A quick breakdown of what willows law contains
Legal Duty for Schools to Act Within 72 Hours — Including Off-Site Bullying
Why This Matters
Too many schools hide behind loopholes.
They say bullying “isn’t their responsibility” if it happens:
Outside school gates
On the bus
Online
On weekends
On school trips
Even when it involves the same children, the same peer group, and the same community they are responsible for.
This failure has deadly consequences.
It’s exactly what happened to Willow Lee.
Willow was bullied in multiple places — physically, emotionally, digitally.
She came home in pain, distressed, with visible injuries and trauma no child should ever carry.
And not once did the school notify her parent.
The trauma didn’t end when the bell rang.
The school’s duty of care shouldn’t either.
What Willow’s Law Requires
Schools MUST Act Within 72 Hours
Every school will have a legally binding duty to respond to bullying within 72 hours — no matter where it happened.
This includes bullying:
On school property
On the way to or from school
On public transport
Online (social media, group chats, gaming platforms)
In any public or private space involving students from the same school
If something happens on a Friday, the school must act by Monday.

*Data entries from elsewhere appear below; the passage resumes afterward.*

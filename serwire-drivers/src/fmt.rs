//! Logging shim
//!
//! Forwards to `defmt` when the feature is enabled and compiles to nothing
//! otherwise.

#![allow(unused_macros)]

#[cfg(feature = "defmt")]
macro_rules! debug {
    ($($arg:tt)*) => { defmt::debug!($($arg)*) };
}

#[cfg(feature = "defmt")]
macro_rules! warn {
    ($($arg:tt)*) => { defmt::warn!($($arg)*) };
}

#[cfg(not(feature = "defmt"))]
macro_rules! debug {
    ($($arg:tt)*) => {{}};
}

#[cfg(not(feature = "defmt"))]
macro_rules! warn {
    ($($arg:tt)*) => {{}};
}
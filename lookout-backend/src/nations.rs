//! Nation roster polling loop.
//!
//! Independent from the player scanner: it keeps its own status message and a
//! grade cache, and only shares the HTTP client and webhook with it.

use std::collections::HashSet;
use std::sync::Arc;
use std::time::{Duration, Instant};

use chrono::DateTime;
use chrono_tz::Tz;
use lookout_db::KeyValueStore;
use reqwest::Client;
use serde::Deserialize;
use tokio::sync::watch;
use tokio::time::MissedTickBehavior;

use crate::dynmap::DynmapClient;
use crate::error::{Result, ScanError};
use crate::grades::{GradeCache, GradeSource};
use crate::helpers::local_now;
use crate::report::{NationReport, nation_embed};
use crate::webhook::{StatusBoard, WebhookClient};

pub const NATION_MESSAGE_KEY: &str = "message:nations";

#[derive(Debug, Clone, Deserialize)]
pub struct Nation {
    pub name: String,
    #[serde(default)]
    pub members: Vec<String>,
}

#[derive(Deserialize)]
struct PlayerGrade {
    grade: String,
}

/// Client for the nation API: rosters and grades.
#[derive(Clone)]
pub struct NationApi {
    http: Client,
    base_url: String,
    api_key: Option<String>,
}

impl NationApi {
    pub fn new(http: Client, base_url: impl Into<String>, api_key: Option<String>) -> Self {
        Self {
            http,
            base_url: base_url.into().trim_end_matches('/').to_string(),
            api_key,
        }
    }

    pub async fn fetch_nation(&self, name: &str) -> Result<Nation> {
        let response = self
            .http
            .get(format!("{}/nations/{}", self.base_url, name))
            .send()
            .await?;
        if !response.status().is_success() {
            return Err(ScanError::from_response(response).await);
        }
        let body = response.bytes().await?;
        Ok(serde_json::from_slice(&body)?)
    }
}

impl GradeSource for NationApi {
    async fn fetch_grade(&self, player: &str) -> Result<String> {
        let mut request = self
            .http
            .get(format!("{}/players/{}", self.base_url, player));
        if let Some(key) = &self.api_key {
            request = request.bearer_auth(key);
        }
        let response = request.send().await?;
        if !response.status().is_success() {
            return Err(ScanError::from_response(response).await);
        }
        let body = response.bytes().await?;
        let grade: PlayerGrade = serde_json::from_slice(&body)?;
        Ok(grade.grade)
    }
}

pub struct NationScanner<S> {
    dynmap: DynmapClient,
    api: NationApi,
    nations: Vec<String>,
    cache: GradeCache,
    board: StatusBoard<S>,
    timezone: Tz,
    sweep_interval: Duration,
    last_sweep: Instant,
}

impl<S: KeyValueStore> NationScanner<S> {
    pub async fn new(
        dynmap: DynmapClient,
        api: NationApi,
        nations: Vec<String>,
        grade_freshness: Duration,
        timezone: Tz,
        webhook: Arc<WebhookClient>,
        store: Arc<S>,
    ) -> Self {
        let board = StatusBoard::load(webhook, store, NATION_MESSAGE_KEY).await;
        Self {
            dynmap,
            api,
            nations,
            cache: GradeCache::new(grade_freshness),
            board,
            timezone,
            sweep_interval: grade_freshness * 2,
            last_sweep: Instant::now(),
        }
    }

    pub fn cache(&self) -> &GradeCache {
        &self.cache
    }

    pub fn board(&self) -> &StatusBoard<S> {
        &self.board
    }

    /// Build the report for every watched nation. A nation whose roster
    /// cannot be fetched is reported as unavailable.
    pub async fn collect(&mut self, roster: &HashSet<String>, now: &DateTime<Tz>) -> Vec<NationReport> {
        let now_ms = now.timestamp_millis();
        let mut reports = Vec::with_capacity(self.nations.len());

        for name in &self.nations {
            let nation = match self.api.fetch_nation(name).await {
                Ok(nation) => nation,
                Err(e) => {
                    tracing::error!(nation = %name, error = %e, "failed to fetch nation");
                    reports.push(NationReport {
                        name: name.clone(),
                        online: None,
                        member_count: 0,
                    });
                    continue;
                }
            };

            let mut online_members: Vec<&String> =
                nation.members.iter().filter(|m| roster.contains(*m)).collect();
            online_members.sort();

            let mut online = Vec::with_capacity(online_members.len());
            for member in online_members {
                let grade = self.cache.get_grade(&self.api, member, now_ms).await;
                online.push((member.clone(), grade));
            }

            reports.push(NationReport {
                name: nation.name.clone(),
                online: Some(online),
                member_count: nation.members.len(),
            });
        }

        reports
    }

    pub async fn tick(&mut self, now: DateTime<Tz>) -> Result<()> {
        let world = self.dynmap.fetch_world().await?;
        let reports = self.collect(&world.roster(), &now).await;

        let embed = nation_embed(&reports, &now);
        if let Err(e) = self.board.publish(&embed).await {
            tracing::error!(error = %e, "failed to publish nation status");
        }

        if self.last_sweep.elapsed() >= self.sweep_interval {
            let removed = self.cache.sweep(now.timestamp_millis());
            if removed > 0 {
                tracing::debug!(removed, "swept grade cache");
            }
            self.last_sweep = Instant::now();
        }

        tracing::info!(nations = reports.len(), "nation scan complete");
        Ok(())
    }

    pub async fn run(mut self, interval: Duration, mut shutdown: watch::Receiver<bool>) {
        let mut ticker = tokio::time::interval(interval);
        ticker.set_missed_tick_behavior(MissedTickBehavior::Delay);

        loop {
            tokio::select! {
                _ = ticker.tick() => {
                    if let Err(e) = self.tick(local_now(self.timezone)).await {
                        tracing::error!(error = %e, "nation scan failed");
                    }
                }
                _ = shutdown.changed() => {
                    tracing::info!("nation scanner stopped");
                    return;
                }
            }
        }
    }
}
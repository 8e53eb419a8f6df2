//! Discord webhook sink.
//!
//! [`WebhookClient`] spaces out requests; [`StatusBoard`] keeps one message up
//! to date, recreating it when the remembered one is gone.

use std::sync::Arc;
use std::time::Duration;

use lookout_db::KeyValueStore;
use reqwest::Client;
use serde::Deserialize;
use tokio::sync::Mutex;
use tokio::time::Instant;

use crate::error::{Result, ScanError};
use crate::report::{Embed, WebhookPayload};

#[derive(Deserialize)]
struct CreatedMessage {
    id: String,
}

pub struct WebhookClient {
    http: Client,
    url: String,
    min_delay: Duration,
    last_request: Mutex<Option<Instant>>,
}

impl WebhookClient {
    pub fn new(http: Client, url: impl Into<String>, min_delay: Duration) -> Self {
        Self {
            http,
            url: url.into().trim_end_matches('/').to_string(),
            min_delay,
            last_request: Mutex::new(None),
        }
    }

    /// Wait until at least `min_delay` has passed since the previous request.
    async fn wait_for_slot(&self) {
        let mut last = self.last_request.lock().await;
        if let Some(previous) = *last {
            let elapsed = previous.elapsed();
            if elapsed < self.min_delay {
                tokio::time::sleep(self.min_delay - elapsed).await;
            }
        }
        *last = Some(Instant::now());
    }

    /// Post a new message and return its id.
    pub async fn create_message(&self, embed: &Embed) -> Result<String> {
        self.wait_for_slot().await;
        let response = self
            .http
            .post(&self.url)
            .query(&[("wait", "true")])
            .json(&WebhookPayload { embeds: [embed] })
            .send()
            .await?;
        if !response.status().is_success() {
            return Err(ScanError::from_response(response).await);
        }
        let body = response.bytes().await?;
        let created: CreatedMessage = serde_json::from_slice(&body)?;
        Ok(created.id)
    }

    /// Replace the embed of a message previously created by this webhook.
    pub async fn edit_message(&self, message_id: &str, embed: &Embed) -> Result<()> {
        self.wait_for_slot().await;
        let response = self
            .http
            .patch(format!("{}/messages/{}", self.url, message_id))
            .json(&WebhookPayload { embeds: [embed] })
            .send()
            .await?;
        if !response.status().is_success() {
            return Err(ScanError::from_response(response).await);
        }
        Ok(())
    }
}

/// Post an alert without waiting for it. Failures are only logged.
pub fn dispatch_alert(webhook: Arc<WebhookClient>, embed: Embed) {
    tokio::spawn(async move {
        if let Err(e) = webhook.create_message(&embed).await {
            tracing::warn!(error = %e, title = %embed.title, "failed to send alert");
        }
    });
}

/// A single webhook message edited in place, its id persisted under `key`.
pub struct StatusBoard<S> {
    webhook: Arc<WebhookClient>,
    store: Arc<S>,
    key: String,
    handle: Option<String>,
}

impl<S: KeyValueStore> StatusBoard<S> {
    /// Restore the remembered message id, if any.
    pub async fn load(webhook: Arc<WebhookClient>, store: Arc<S>, key: impl Into<String>) -> Self {
        let key = key.into();
        let handle = match store.get(&key).await {
            Ok(handle) => handle.filter(|h| !h.trim().is_empty()),
            Err(e) => {
                tracing::error!(key = %key, error = %e, "failed to read message id");
                None
            }
        };
        if let Some(id) = &handle {
            tracing::info!(key = %key, message_id = %id, "message id loaded");
        }
        Self {
            webhook,
            store,
            key,
            handle,
        }
    }

    pub fn handle(&self) -> Option<&str> {
        self.handle.as_deref()
    }

    /// Edit the remembered message, or create one when there is none or the
    /// remembered one was rejected.
    pub async fn publish(&mut self, embed: &Embed) -> Result<()> {
        if let Some(id) = self.handle.clone() {
            match self.webhook.edit_message(&id, embed).await {
                Ok(()) => return Ok(()),
                Err(e) if e.is_client_rejection() => {
                    tracing::warn!(message_id = %id, error = %e, "message not editable, creating a new one");
                    self.handle = None;
                    if let Err(e) = self.store.delete(&self.key).await {
                        tracing::error!(key = %self.key, error = %e, "failed to forget message id");
                    }
                }
                Err(e) => return Err(e),
            }
        }

        let id = self.webhook.create_message(embed).await?;
        tracing::info!(key = %self.key, message_id = %id, "message created");
        self.handle = Some(id.clone());
        if let Err(e) = self.store.set(&self.key, id).await {
            tracing::error!(key = %self.key, error = %e, "failed to persist message id");
        }
        Ok(())
    }
}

Mandatory Safeguarding Actions (Within 72 Hours)
Schools must:
Conduct a preliminary safeguarding investigation
Notify both sets of parents/guardians
Begin formal safeguarding and mental-health interventions
Assign staff to monitor the situation daily until resolved
Schools will also be required to:
Document the incident fully
Record all physical or psychological harm with written and visual evidence
Mandatory Safeguarding Infrastructure
Every school must employ trained safeguarding or security officers, visibly present:
During arrival and departure
At lunch and break times
At school events and trips
These officers must:
Witness, report, and intervene in bullying
Keep daily safeguarding logs
Forward all confirmed incidents to school leads, parents, and police when needed
Consequences for Schools That Do Not Comply
Schools that fail to act will face:
Immediate safeguarding investigations
Referral to Ofsted and local authorities
Suspension of safeguarding accreditation
Legal action from families
Possible Department for Education penalties:
Funding withdrawal
Fines
Disciplinary action or dismissal of staff
No more hiding. No more excuses.
Positive Change This Brings
Shifts duty of care from passive to proactive
Prevents schools from hiding bullying to protect reputation
Ensures every incident is seen, recorded, and responded to
Restores trust between schools and families
Creates a national paper trail to catch repeat offenders
Ensures children are protected everywhere, not only on school grounds
Mandatory Anti-Bullying Education (Starting at Age 6)
Why This Is Essential
Bullying doesn’t begin in secondary school — it grows quietly in early childhood, often disguised as “banter,” “teasing,” or “kids just being kids.”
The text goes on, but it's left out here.